The work­shop’s struc­ture was quite sim­ple. After a round of intro­duc­tions, Alec intro­duced the MX3D bridge to the par­tic­i­pants. For a sense of what that intro­duc­tion talk was like, I rec­om­mend view­ing this record­ing of a pre­sen­ta­tion he deliv­ered at a recent Pakhuis de Zwi­jger event.

We then ran three rounds of group dis­cus­sion in the style of world cafe. each dis­cus­sion was guid­ed by one ques­tion. Par­tic­i­pants were asked to write, draw and doo­dle on the large sheets of paper cov­er­ing each table. At the end of each round, peo­ple moved to anoth­er table while one per­son remained to share the pre­ced­ing round’s dis­cus­sion with the new group.

The dis­cus­sion ques­tions were inspired by val­ue-sen­si­tive design. I was inter­est­ed to see if peo­ple could come up with alter­na­tive uses for a sen­sor-equipped 3D-print­ed foot­bridge if they first con­sid­ered what in their opin­ion made a city worth liv­ing in. 

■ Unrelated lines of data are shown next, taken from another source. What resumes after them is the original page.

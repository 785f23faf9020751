// Copyright (c) 2025-2026 dfagent contributors
//
// SPDX-License-Identifier: MIT
use anyhow::{bail, Context};
use async_trait::async_trait;
use serde_json::{json, Value};
use tracing::debug;

use crate::{
    CompletionRequest, Message, MessageContent, ModelProvider, ModelTurn, ProposedCall, Role,
};

const DEFAULT_BASE_URL: &str = "https://api.openai.com/v1";

/// Provider speaking the OpenAI-compatible `chat/completions` wire format.
///
/// Non-streaming by design: the agent loop consumes exactly one complete
/// turn per iteration, so streaming would only complicate retry handling.
pub struct OpenAiProvider {
    model: String,
    api_key: Option<String>,
    base_url: String,
    max_tokens: Option<u32>,
    temperature: f32,
    client: reqwest::Client,
}

impl OpenAiProvider {
    pub fn new(
        model: String,
        api_key: Option<String>,
        base_url: Option<String>,
        max_tokens: Option<u32>,
        temperature: f32,
    ) -> Self {
        Self {
            model,
            api_key,
            base_url: base_url.unwrap_or_else(|| DEFAULT_BASE_URL.into()),
            max_tokens,
            temperature,
            client: reqwest::Client::new(),
        }
    }

    fn build_body(&self, req: &CompletionRequest) -> Value {
        let messages: Vec<Value> = req.messages.iter().map(wire_message).collect();

        let mut body = json!({
            "model": self.model,
            "messages": messages,
            "temperature": self.temperature,
        });
        if let Some(mt) = self.max_tokens {
            body["max_tokens"] = json!(mt);
        }
        if !req.tools.is_empty() {
            let tools: Vec<Value> = req
                .tools
                .iter()
                .map(|t| {
                    json!({
                        "type": "function",
                        "function": {
                            "name": t.name,
                            "description": t.description,
                            "parameters": t.parameters,
                        }
                    })
                })
                .collect();
            body["tools"] = json!(tools);
        }
        body
    }
}

/// Serialize one conversation message into the OpenAI wire shape.
fn wire_message(msg: &Message) -> Value {
    match &msg.content {
        MessageContent::Text(text) => json!({
            "role": wire_role(msg.role),
            "content": text,
        }),
        MessageContent::ToolCall { tool_call_id, function } => json!({
            "role": "assistant",
            "content": Value::Null,
            "tool_calls": [{
                "id": tool_call_id,
                "type": "function",
                "function": {
                    "name": function.name,
                    "arguments": function.arguments,
                }
            }]
        }),
        MessageContent::ToolResult { tool_call_id, content } => json!({
            "role": "tool",
            "tool_call_id": tool_call_id,
            "content": content,
        }),
    }
}

fn wire_role(role: Role) -> &'static str {
    match role {
        Role::System => "system",
        Role::User => "user",
        Role::Assistant => "assistant",
        Role::Tool => "tool",
    }
}

#[async_trait]
impl ModelProvider for OpenAiProvider {
    fn name(&self) -> &str {
        "openai"
    }

    fn model_name(&self) -> &str {
        &self.model
    }

    async fn generate(&self, req: CompletionRequest) -> anyhow::Result<ModelTurn> {
        let url = format!("{}/chat/completions", self.base_url.trim_end_matches('/'));
        let body = self.build_body(&req);

        debug!(model = %self.model, messages = req.messages.len(), "model completion request");

        let mut http = self.client.post(&url).json(&body);
        if let Some(key) = &self.api_key {
            http = http.bearer_auth(key);
        }

        let response = http.send().await.context("model endpoint unreachable")?;
        let status = response.status();
        let payload: Value = response
            .json()
            .await
            .context("model response was not valid JSON")?;

        if !status.is_success() {
            let msg = payload["error"]["message"].as_str().unwrap_or("unknown error");
            bail!("model API error ({status}): {msg}");
        }

        parse_completion(&payload)
    }
}

/// Extract a [`ModelTurn`] from a chat-completions response payload.
fn parse_completion(payload: &Value) -> anyhow::Result<ModelTurn> {
    let message = payload["choices"]
        .get(0)
        .map(|c| &c["message"])
        .context("model response missing choices")?;

    let text = message["content"].as_str().unwrap_or("").to_string();

    let mut tool_calls = Vec::new();
    if let Some(calls) = message["tool_calls"].as_array() {
        for (i, call) in calls.iter().enumerate() {
            let name = call["function"]["name"].as_str().unwrap_or("").to_string();
            // An id is required to thread the result back; synthesize one if
            // the endpoint left it out.
            let id = match call["id"].as_str() {
                Some(id) if !id.is_empty() => id.to_string(),
                _ => format!("call_synthetic_{i}"),
            };
            tool_calls.push(ProposedCall {
                id,
                name,
                arguments: call["function"]["arguments"].as_str().unwrap_or("").to_string(),
            });
        }
    }

    Ok(ModelTurn { text, tool_calls })
}

// ─── Unit tests ──────────────────────────────────────────────────────────────
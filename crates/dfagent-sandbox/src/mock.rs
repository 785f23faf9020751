// Copyright (c) 2025-2026 dfagent contributors
//
// SPDX-License-Identifier: MIT
use std::collections::VecDeque;
use std::sync::Mutex;

use anyhow::{bail, Result};
use async_trait::async_trait;
use bytes::Bytes;
use uuid::Uuid;

use crate::{ExecOutcome, Sandbox, SessionId};

/// Scripted in-process sandbox for tests.
///
/// `execute` pops outcomes from a queue (falling back to an empty success
/// once the script runs out) and records every snippet it was given, so
/// tests can assert both what the agent ran and that the session was
/// released.
#[derive(Default)]
pub struct MockSandbox {
    state: Mutex<MockState>,
    fail_open: bool,
}

#[derive(Default)]
struct MockState {
    script: VecDeque<ExecOutcome>,
    execute_failures: u32,
    opened: Vec<SessionId>,
    closed: Vec<SessionId>,
    executed: Vec<(SessionId, String)>,
    files: Vec<(SessionId, String, Bytes)>,
}

impl MockSandbox {
    pub fn new() -> Self {
        Self::default()
    }

    /// Sandbox whose `execute` yields these outcomes in order.
    pub fn scripted(outcomes: impl IntoIterator<Item = ExecOutcome>) -> Self {
        let sandbox = Self::default();
        sandbox.state.lock().unwrap().script = outcomes.into_iter().collect();
        sandbox
    }

    /// Sandbox whose `open_session` always fails, as if unreachable.
    pub fn failing_open() -> Self {
        Self { state: Mutex::default(), fail_open: true }
    }

    /// Make the next `n` `execute` calls fail at the transport level
    /// before the script resumes.
    pub fn fail_next_executes(&self, n: u32) {
        self.state.lock().unwrap().execute_failures = n;
    }

    /// Every snippet executed so far, in order.
    pub fn executed(&self) -> Vec<String> {
        self.state.lock().unwrap().executed.iter().map(|(_, c)| c.clone()).collect()
    }

    /// Paths of files written into any session.
    pub fn files_written(&self) -> Vec<String> {
        self.state.lock().unwrap().files.iter().map(|(_, p, _)| p.clone()).collect()
    }

    pub fn file_bytes(&self, path: &str) -> Option<Bytes> {
        self.state
            .lock()
            .unwrap()
            .files
            .iter()
            .find(|(_, p, _)| p == path)
            .map(|(_, _, b)| b.clone())
    }

    pub fn sessions_opened(&self) -> usize {
        self.state.lock().unwrap().opened.len()
    }

    /// True when every opened session has been closed again.
    pub fn all_sessions_closed(&self) -> bool {
        let state = self.state.lock().unwrap();
        state.opened.iter().all(|s| state.closed.contains(s))
    }
}

#[async_trait]
impl Sandbox for MockSandbox {
    async fn open_session(&self) -> Result<SessionId> {
        if self.fail_open {
            bail!("sandbox unavailable");
        }
        let session = SessionId(Uuid::new_v4().to_string());
        self.state.lock().unwrap().opened.push(session.clone());
        Ok(session)
    }

    async fn execute(&self, session: &SessionId, code: &str) -> Result<ExecOutcome> {
        let mut state = self.state.lock().unwrap();
        if state.execute_failures > 0 {
            state.execute_failures -= 1;
            bail!("connection reset");
        }
        state.executed.push((session.clone(), code.to_string()));
        Ok(state.script.pop_front().unwrap_or_default())
    }

    async fn write_file(&self, session: &SessionId, path: &str, bytes: Bytes) -> Result<()> {
        self.state
            .lock()
            .unwrap()
            .files
            .push((session.clone(), path.to_string(), bytes));
        Ok(())
    }

    async fn close_session(&self, session: &SessionId) -> Result<()> {
        self.state.lock().unwrap().closed.push(session.clone());
        Ok(())
    }
}

// ─── Unit tests ──────────────────────────────────────────────────────────────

The ques­tions we used were:

  1. What spe­cif­ic things do you like about your town? (Places, things to do, etc. Be specific.)
  2. What val­ues under­ly those things? (A val­ue is what a per­son or group of peo­ple con­sid­er impor­tant in life.)
  3. How would you redesign the bridge to sup­port those values?

At the end of the three dis­cus­sion rounds we went around to each table and shared the high­lights of what was pro­duced. We then had a bit of a back and forth about the out­comes and the work­shop approach, after which we wrapped up.

We did get to some inter­est­ing val­ues by start­ing from per­son­al expe­ri­ence. Par­tic­i­pants came from a vari­ety of coun­tries and that was reflect­ed in the range of exam­ples and relat­ed val­ues. The design ideas for the bridge remained some­what abstract. It turned out to be quite a chal­lenge to make the jump from val­ues to dif­fer­ent types of smart bridges. Despite this, we did get nice ideas such as hav­ing the bridge report on water qual­i­ty of the canal it cross­es, derived from the val­ue of care for the environment.

The response from par­tic­i­pants after­wards was pos­i­tive. Peo­ple found it thought-pro­vok­ing, which was def­i­nite­ly the point. Peo­ple were also eager to learn even more about the bridge project. It remains a thing that cap­tures peo­ple’s imag­i­na­tion. For that rea­son alone, it con­tin­ues to be a very pro­duc­tive case to use for the ground­ing of these sorts of discussions.